* _Work to be completed_
If a line holds the word "SimState", copy it from the entries.

* _Material for this exercise_
━━━━━━━━━━━━━━━━━━━━

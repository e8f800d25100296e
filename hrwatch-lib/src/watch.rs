//! One connected watch: key store, authenticator and file reader wired to a
//! shared transport.

use crate::auth::{Authenticator, HandshakeState, SessionVerifier};
use crate::config::SessionConfig;
use crate::error::{AuthError, FileTransferError};
use crate::handle::FileHandle;
use crate::reader::{EncryptedFileReader, TransferObserver};
use crate::session::KeyStore;
use crate::transport::Transport;
use bytes::Bytes;
use std::sync::Arc;
use tokio::sync::{Mutex, MutexGuard};
use tokio_util::sync::CancellationToken;
use tracing::info;

pub struct Watch {
    keys: Arc<dyn KeyStore>,
    auth: Arc<Authenticator>,
    // Fetches share the operations and data channels, so they run one at a time.
    reader: Mutex<EncryptedFileReader>,
}

impl Watch {
    pub fn new(transport: Arc<dyn Transport>, keys: Arc<dyn KeyStore>, config: SessionConfig) -> Self {
        let auth = Authenticator::new(transport.clone(), &config);
        Self::with_authenticator(transport, keys, auth, config)
    }

    /// Build around a preconfigured authenticator (e.g. a custom RNG)
    pub fn with_authenticator(
        transport: Arc<dyn Transport>,
        keys: Arc<dyn KeyStore>,
        auth: Authenticator,
        config: SessionConfig,
    ) -> Self {
        let auth = Arc::new(auth);
        let reader = EncryptedFileReader::new(transport, auth.clone(), config);
        Self {
            keys,
            auth,
            reader: Mutex::new(reader),
        }
    }

    pub fn with_observer(self, observer: Arc<dyn TransferObserver>) -> Self {
        let reader = self.reader.into_inner().with_observer(observer);
        Self {
            keys: self.keys,
            auth: self.auth,
            reader: Mutex::new(reader),
        }
    }

    /// Authenticate with the key from the key store
    pub async fn authenticate(&self) -> Result<(), AuthError> {
        let key = self.keys.secret_key().ok_or(AuthError::NoKey)?;
        self.auth.authenticate(key).await
    }

    pub fn is_authenticated(&self) -> bool {
        self.auth.is_authenticated()
    }

    pub fn handshake_state(&self) -> HandshakeState {
        self.auth.state()
    }

    pub fn authenticator(&self) -> &Authenticator {
        &self.auth
    }

    pub async fn fetch_encrypted_file(&self, handle: FileHandle) -> Result<Bytes, FileTransferError> {
        self.reader.lock().await.fetch_encrypted_file(handle).await
    }

    pub async fn fetch_encrypted_file_with_cancel(
        &self,
        handle: FileHandle,
        cancel: CancellationToken,
    ) -> Result<Bytes, FileTransferError> {
        let mut reader = self.lock_reader(&cancel).await?;
        reader.fetch_encrypted_file_with_cancel(handle, cancel).await
    }

    pub async fn fetch_file(&self, handle: FileHandle) -> Result<Bytes, FileTransferError> {
        self.reader.lock().await.fetch_file(handle).await
    }

    pub async fn fetch_file_with_cancel(
        &self,
        handle: FileHandle,
        cancel: CancellationToken,
    ) -> Result<Bytes, FileTransferError> {
        let mut reader = self.lock_reader(&cancel).await?;
        reader.fetch_file_with_cancel(handle, cancel).await
    }

    /// Wait for the running fetch to finish, unless cancelled first
    async fn lock_reader(
        &self,
        cancel: &CancellationToken,
    ) -> Result<MutexGuard<'_, EncryptedFileReader>, FileTransferError> {
        tokio::select! {
            biased;
            _ = cancel.cancelled() => Err(FileTransferError::Cancelled),
            reader = self.reader.lock() => Ok(reader),
        }
    }

    /// Forget the session after a disconnect
    pub fn disconnect(&self) {
        info!("Session closed");
        self.auth.reset();
    }
}
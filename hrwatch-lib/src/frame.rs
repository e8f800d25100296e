//! Wire framing for the operations, data and authentication channels.
//!
//! Control frames (operations channel):
//!
//! | Offset | Size | Field                                   |
//! |--------|------|-----------------------------------------|
//! | 0      | 1    | low nibble: response type, high: flags  |
//! | 1      | 1    | handle minor (echo)                     |
//! | 2      | 1    | handle major (echo)                     |
//! | 3      | 1    | status (0 = ok)                         |
//! | 4      | 4    | LE32 size (init and completion frames)  |
//! | 8      | 4    | LE32 CRC32 (completion frames)          |
//!
//! Data packets (data channel) start with a one-byte header: bit 7 is the
//! last-packet flag and the low seven bits count packets. In the encrypted
//! get phase the header is part of the ciphertext.

use crate::constants::{
    AUTH_HEADER_SIZE, AUTH_RESPONSE_MARKER, AUTH_STEP_CHALLENGE, AUTH_STEP_CONFIRM, COMPLETE_FRAME_SIZE,
    CONTROL_HEADER_SIZE, INIT_FRAME_SIZE,
};
use crate::crypto::BLOCK_SIZE;
use crate::error::FrameError;
use crate::handle::FileHandle;
use bytes::{Buf, Bytes};
use modular_bitfield::prelude::*;
use num_enum::{FromPrimitive, IntoPrimitive};
use zerocopy::byteorder::little_endian::U32;
use zerocopy::{FromBytes, Immutable, IntoBytes, KnownLayout, Unaligned};

/// First byte of a control frame
#[bitfield(bytes = 1)]
#[derive(Debug, Clone, Copy, PartialEq)]
pub struct ResponseHeader {
    pub response_type: B4,
    pub flags: B4,
}

/// Header byte of a data packet
#[bitfield(bytes = 1)]
#[derive(Debug, Clone, Copy, PartialEq)]
pub struct PacketHeader {
    pub index: B7,
    pub last: bool,
}

#[derive(Debug, Clone, Copy, PartialEq, Eq, IntoPrimitive, FromPrimitive)]
#[repr(u8)]
pub enum ResponseType {
    GetInit = 0x01,
    LookupInit = 0x02,
    Complete = 0x08,

    #[num_enum(catch_all)]
    Other(u8),
}

impl ResponseType {
    /// Classify a control frame by the low nibble of its first byte
    pub fn of(frame: &[u8]) -> Option<ResponseType> {
        let first = *frame.first()?;
        let header = ResponseHeader::from_bytes([first]);
        Some(ResponseType::from_primitive(header.response_type()))
    }
}

/// Common 4-byte control frame header
#[derive(Debug, Clone, Copy, FromBytes, IntoBytes, KnownLayout, Immutable, Unaligned)]
#[repr(C)]
pub struct ControlHeaderRaw {
    pub header: u8,
    pub minor: u8,
    pub major: u8,
    pub status: u8,
}

/// Lookup-init and get-init frames (8 bytes)
#[derive(Debug, Clone, Copy, FromBytes, IntoBytes, KnownLayout, Immutable, Unaligned)]
#[repr(C)]
pub struct InitFrameRaw {
    pub head: ControlHeaderRaw,
    pub size: U32,
}

/// Completion frames (12 bytes)
#[derive(Debug, Clone, Copy, FromBytes, IntoBytes, KnownLayout, Immutable, Unaligned)]
#[repr(C)]
pub struct CompleteFrameRaw {
    pub head: ControlHeaderRaw,
    pub size: U32,
    pub crc: U32,
}

/// A control frame from the operations channel
#[derive(Debug, Clone, PartialEq)]
pub struct ControlFrame {
    pub kind: ResponseType,
    pub handle: FileHandle,
    pub status: u8,
    raw: Bytes,
}

impl ControlFrame {
    /// Parse the 4-byte header; size and CRC are read on demand
    pub fn parse(raw: Bytes) -> Result<Self, FrameError> {
        let kind = ResponseType::of(&raw).ok_or(FrameError::Empty)?;
        let (head, _) = ControlHeaderRaw::ref_from_prefix(raw.as_ref()).map_err(|_| FrameError::InsufficientData {
            expected: CONTROL_HEADER_SIZE,
            actual: raw.len(),
        })?;
        let handle = FileHandle::new(head.major, head.minor);
        let status = head.status;
        Ok(Self {
            kind,
            handle,
            status,
            raw,
        })
    }

    pub fn is_ok(&self) -> bool {
        self.status == crate::constants::STATUS_OK
    }

    /// Declared size at offset 4 (init frames)
    pub fn size(&self) -> Result<u32, FrameError> {
        let (frame, _) =
            InitFrameRaw::ref_from_prefix(self.raw.as_ref()).map_err(|_| FrameError::InsufficientData {
                expected: INIT_FRAME_SIZE,
                actual: self.raw.len(),
            })?;
        Ok(frame.size.get())
    }

    /// Declared CRC32 at offset 8 (completion frames)
    pub fn crc(&self) -> Result<u32, FrameError> {
        let (frame, _) =
            CompleteFrameRaw::ref_from_prefix(self.raw.as_ref()).map_err(|_| FrameError::InsufficientData {
                expected: COMPLETE_FRAME_SIZE,
                actual: self.raw.len(),
            })?;
        Ok(frame.crc.get())
    }

    pub fn as_bytes(&self) -> &[u8] {
        &self.raw
    }
}

/// Split a data packet into its header and payload
pub fn split_packet(packet: &[u8]) -> Result<(PacketHeader, &[u8]), FrameError> {
    let (&first, payload) = packet.split_first().ok_or(FrameError::Empty)?;
    Ok((PacketHeader::from_bytes([first]), payload))
}

/// Response on the authentication channel
#[derive(Debug, Clone, PartialEq, Eq)]
pub enum AuthResponse {
    /// Step 2: encrypted `watch_random || phone_random`
    Challenge { status: u8, payload: [u8; BLOCK_SIZE] },
    /// Step 5: final verdict
    Status(u8),
}

impl TryFrom<Bytes> for AuthResponse {
    type Error = FrameError;

    fn try_from(mut bytes: Bytes) -> Result<Self, Self::Error> {
        if bytes.is_empty() {
            return Err(FrameError::Empty);
        }
        if bytes.remaining() < AUTH_HEADER_SIZE {
            return Err(FrameError::InsufficientData {
                expected: AUTH_HEADER_SIZE,
                actual: bytes.remaining(),
            });
        }
        let marker = bytes.get_u8();
        if marker != AUTH_RESPONSE_MARKER {
            return Err(FrameError::Unexpected(format!("auth marker 0x{:02X}", marker)));
        }
        let step = bytes.get_u8();
        let _flags = bytes.get_u8();
        let status = bytes.get_u8();

        match step {
            AUTH_STEP_CHALLENGE => {
                if bytes.remaining() < BLOCK_SIZE {
                    // A rejection may come without the encrypted block.
                    if status != crate::constants::STATUS_OK {
                        return Ok(AuthResponse::Challenge {
                            status,
                            payload: [0u8; BLOCK_SIZE],
                        });
                    }
                    return Err(FrameError::InsufficientData {
                        expected: AUTH_HEADER_SIZE + BLOCK_SIZE,
                        actual: AUTH_HEADER_SIZE + bytes.remaining(),
                    });
                }
                let mut payload = [0u8; BLOCK_SIZE];
                bytes.copy_to_slice(&mut payload);
                Ok(AuthResponse::Challenge { status, payload })
            }
            AUTH_STEP_CONFIRM => Ok(AuthResponse::Status(status)),
            other => Err(FrameError::Unexpected(format!("auth step 0x{:02X}", other))),
        }
    }
}
//! Common test utilities: a simulated watch speaking the handshake and file protocols

// Shared across test files; not every item is used in each of them
#![allow(dead_code)]

#[allow(unused_imports)]
pub use bytes::Bytes;
#[allow(unused_imports)]
pub use hrwatch_lib::auth::{Authenticator, HandshakeState, SessionVerifier};
#[allow(unused_imports)]
pub use hrwatch_lib::config::SessionConfig;
#[allow(unused_imports)]
pub use hrwatch_lib::error::{AuthError, FileTransferError, TransportError};
#[allow(unused_imports)]
pub use hrwatch_lib::handle::{FileHandle, KnownFile};
#[allow(unused_imports)]
pub use hrwatch_lib::reader::EncryptedFileReader;
#[allow(unused_imports)]
pub use hrwatch_lib::session::{FileIv, SessionKey, SessionRandoms};
#[allow(unused_imports)]
pub use hrwatch_lib::transport::{Channel, Notification, NotificationHub, NotificationStream, Transport};
#[allow(unused_imports)]
pub use std::sync::Arc;

use async_trait::async_trait;
use hrwatch_lib::crypto::{aes_cbc_decrypt_block, aes_cbc_encrypt_block, aes_ctr_apply, crc32, increment_iv};
use rand::rngs::mock::StepRng;
use std::sync::Mutex;

pub const KEY_HEX: &str = "000102030405060708090A0B0C0D0E0F";

pub const PHONE_RANDOM: [u8; 8] = [0x00, 0x01, 0x02, 0x03, 0x04, 0x05, 0x06, 0x07];

/// Dynamic handle the simulated watch resolves every lookup to
pub const DYNAMIC_HANDLE: u16 = 0x0101;

/// 33 bytes of content followed by their CRC32 (LE)
pub const SAMPLE_FILE_HEX: &str =
    "4879627269642048522061637469766974792073616d706c65207265636f7264210b98cb33";

pub fn key() -> SessionKey {
    SessionKey::from_hex(KEY_HEX).unwrap()
}

pub fn sample_file() -> Vec<u8> {
    hex::decode(SAMPLE_FILE_HEX).unwrap()
}

/// Phone randoms are always 00 01 .. 07
pub fn fixed_rng() -> StepRng {
    StepRng::new(u64::from_le_bytes(PHONE_RANDOM), 0)
}

/// Watch random of the `n`th handshake (1-based)
pub fn watch_random(n: usize) -> [u8; 8] {
    let base = (n as u8).wrapping_mul(0x10);
    std::array::from_fn(|i| base.wrapping_add(i as u8))
}

/// Behaviour knobs of the simulated watch
#[derive(Debug, Clone)]
pub struct SimOptions {
    pub key: [u8; 16],
    /// Counter step between encrypted packets
    pub incrementor: u64,
    /// Payload bytes per data packet (header excluded)
    pub packet_payload: usize,
    pub encrypt: bool,
    pub corrupt_echo: bool,
    pub auth_status: u8,
    /// Send one byte more lookup data than declared
    pub lookup_overflow: bool,
    pub lookup_status: u8,
    /// Flip one payload byte of the first encrypted packet
    pub corrupt_ciphertext: bool,
    pub get_handle: Option<u16>,
    /// Never answer get requests
    pub silent_get: bool,
    /// Never answer anything on the operations channel
    pub silent_lookup: bool,
    /// Interleave a one-byte status frame of an unknown type
    pub keepalive: bool,
}

impl Default for SimOptions {
    fn default() -> Self {
        Self {
            key: *key().as_bytes(),
            incrementor: 0x1E,
            packet_payload: 19,
            encrypt: true,
            corrupt_echo: false,
            auth_status: 0,
            lookup_overflow: false,
            lookup_status: 0,
            corrupt_ciphertext: false,
            get_handle: None,
            silent_get: false,
            silent_lookup: false,
            keepalive: false,
        }
    }
}

#[derive(Default)]
struct SimState {
    handshakes: usize,
    pending: Option<([u8; 8], [u8; 8])>,
    randoms: Option<SessionRandoms>,
    file_ivs: Vec<FileIv>,
    writes: Vec<(Channel, Bytes)>,
}

/// In-memory watch implementing the inverse of every client operation
pub struct SimWatch {
    hub: NotificationHub,
    options: SimOptions,
    file: Vec<u8>,
    state: Mutex<SimState>,
}

impl SimWatch {
    pub fn new(file: Vec<u8>) -> Self {
        Self::with_options(file, SimOptions::default())
    }

    pub fn with_options(file: Vec<u8>, options: SimOptions) -> Self {
        Self {
            hub: NotificationHub::new(),
            options,
            file,
            state: Mutex::new(SimState::default()),
        }
    }

    pub fn handshakes(&self) -> usize {
        self.state.lock().unwrap().handshakes
    }

    /// File IVs used for every encrypted get, in order
    pub fn file_ivs(&self) -> Vec<FileIv> {
        self.state.lock().unwrap().file_ivs.clone()
    }

    pub fn writes(&self, channel: Channel) -> Vec<Bytes> {
        self.state
            .lock()
            .unwrap()
            .writes
            .iter()
            .filter(|(c, _)| *c == channel)
            .map(|(_, b)| b.clone())
            .collect()
    }

    pub fn is_subscribed(&self, channel: Channel) -> bool {
        self.hub.is_subscribed(channel)
    }

    /// Simulate a link loss
    pub fn disconnect(&self) {
        self.hub.close();
    }

    fn notify(&self, channel: Channel, value: Vec<u8>) {
        self.hub.publish(Notification::new(channel, value));
    }

    fn on_auth(&self, data: &[u8]) {
        match data[1] {
            0x01 => {
                let mut phone = [0u8; 8];
                phone.copy_from_slice(&data[3..11]);
                let watch = {
                    let mut state = self.state.lock().unwrap();
                    state.handshakes += 1;
                    let watch = watch_random(state.handshakes);
                    state.pending = Some((phone, watch));
                    watch
                };

                let mut block = [0u8; 16];
                block[..8].copy_from_slice(&watch);
                block[8..].copy_from_slice(&phone);
                if self.options.corrupt_echo {
                    block[8] ^= 0xFF;
                }
                let mut response = vec![0x03, 0x01, 0x01, 0x00];
                response.extend_from_slice(&aes_cbc_encrypt_block(&self.options.key, &block));
                self.notify(Channel::Authentication, response);
            }
            0x02 => {
                let mut encrypted = [0u8; 16];
                encrypted.copy_from_slice(&data[3..19]);
                let decrypted = aes_cbc_decrypt_block(&self.options.key, &encrypted).unwrap();

                let mut state = self.state.lock().unwrap();
                let status = match state.pending.take() {
                    Some((phone, watch)) if decrypted[..8] == phone && decrypted[8..] == watch => {
                        if self.options.auth_status == 0 {
                            state.randoms = Some(SessionRandoms::new(phone, watch));
                        }
                        self.options.auth_status
                    }
                    _ => 0x01,
                };
                drop(state);
                self.notify(Channel::Authentication, vec![0x03, 0x02, 0x01, status]);
            }
            other => panic!("unexpected auth step {:#04x}", other),
        }
    }

    fn on_operation(&self, data: &[u8]) {
        if self.options.silent_lookup {
            return;
        }
        match data[0] {
            0x02 => self.answer_lookup(data[2], data[3]),
            0x01 => self.answer_get(u16::from_le_bytes([data[1], data[2]])),
            other => panic!("unexpected operation {:#04x}", other),
        }
    }

    fn answer_lookup(&self, minor: u8, major: u8) {
        let body = DYNAMIC_HANDLE.to_le_bytes().to_vec();
        let mut init = vec![0x02, minor, major, self.options.lookup_status];
        init.extend_from_slice(&(body.len() as u32).to_le_bytes());
        self.notify(Channel::Operations, init);
        if self.options.lookup_status != 0 {
            return;
        }
        if self.options.keepalive {
            self.notify(Channel::Operations, vec![0x03]);
        }

        let mut packet = vec![0x80];
        packet.extend_from_slice(&body);
        if self.options.lookup_overflow {
            packet.push(0xEE);
        }
        self.notify(Channel::Data, packet);
        self.notify(Channel::Operations, complete_frame(minor, major, &body));
    }

    fn answer_get(&self, handle: u16) {
        if self.options.silent_get {
            return;
        }
        let echoed = self.options.get_handle.unwrap_or(handle);
        let [minor, major] = echoed.to_le_bytes();

        let mut init = vec![0x01, minor, major, 0x00];
        init.extend_from_slice(&(self.file.len() as u32).to_le_bytes());
        self.notify(Channel::Operations, init);

        let mut packets = packetize(&self.file, self.options.packet_payload);
        if self.options.encrypt {
            let randoms = self.state.lock().unwrap().randoms.expect("encrypted get without handshake");
            let iv = randoms.file_iv();
            self.state.lock().unwrap().file_ivs.push(iv);
            encrypt_packets(&self.options.key, &iv.0, self.options.incrementor, &mut packets);
        }
        if self.options.corrupt_ciphertext {
            packets[0][5] ^= 0x5A;
        }
        for packet in packets {
            self.notify(Channel::Data, packet);
        }
        self.notify(Channel::Operations, complete_frame(minor, major, &self.file));
    }
}

#[async_trait]
impl Transport for SimWatch {
    async fn write(&self, channel: Channel, data: &[u8], _require_ack: bool) -> Result<(), TransportError> {
        self.state
            .lock()
            .unwrap()
            .writes
            .push((channel, Bytes::copy_from_slice(data)));
        match channel {
            Channel::Authentication => self.on_auth(data),
            Channel::Operations => self.on_operation(data),
            Channel::Data => return Err(TransportError::WriteFailed("data channel is notify-only".to_string())),
        }
        Ok(())
    }

    async fn subscribe(&self, channels: &[Channel]) -> Result<NotificationStream, TransportError> {
        Ok(self.hub.subscribe(channels))
    }

    async fn unsubscribe(&self, stream: NotificationStream) -> Result<(), TransportError> {
        self.hub.unsubscribe(stream.id());
        Ok(())
    }
}

fn complete_frame(minor: u8, major: u8, content: &[u8]) -> Vec<u8> {
    let mut frame = vec![0x08, minor, major, 0x00];
    frame.extend_from_slice(&(content.len() as u32).to_le_bytes());
    frame.extend_from_slice(&crc32(content).to_le_bytes());
    frame
}

/// Split into data packets: header (index, bit 7 on the last one) + payload
pub fn packetize(content: &[u8], payload: usize) -> Vec<Vec<u8>> {
    let chunks: Vec<&[u8]> = content.chunks(payload).collect();
    let last = chunks.len().saturating_sub(1);
    chunks
        .iter()
        .enumerate()
        .map(|(i, chunk)| {
            let mut packet = vec![(i as u8 & 0x7F) | if i == last { 0x80 } else { 0x00 }];
            packet.extend_from_slice(chunk);
            packet
        })
        .collect()
}

/// Packet 0 with the file IV, packet n with `iv + incrementor * n`
pub fn encrypt_packets(key: &[u8; 16], iv: &[u8; 16], incrementor: u64, packets: &mut [Vec<u8>]) {
    for (n, packet) in packets.iter_mut().enumerate() {
        let counter = increment_iv(iv, incrementor * n as u64);
        aes_ctr_apply(key, &counter, packet);
    }
}

pub fn authenticator(watch: Arc<SimWatch>) -> Authenticator {
    Authenticator::new(watch, &SessionConfig::default()).with_rng(fixed_rng())
}

/// A reader over an already authenticated session
pub async fn authenticated_reader(watch: Arc<SimWatch>) -> (Arc<Authenticator>, EncryptedFileReader) {
    let auth = Arc::new(authenticator(watch.clone()));
    auth.authenticate(key()).await.unwrap();
    let reader = EncryptedFileReader::new(watch, auth.clone(), SessionConfig::default());
    (auth, reader)
}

━━━━━━━━━━━━━━━━━━━━

* _Response for this exercise_
struct SimState {
    state: Mutex<SimState>,
            state: Mutex::new(SimState::default()),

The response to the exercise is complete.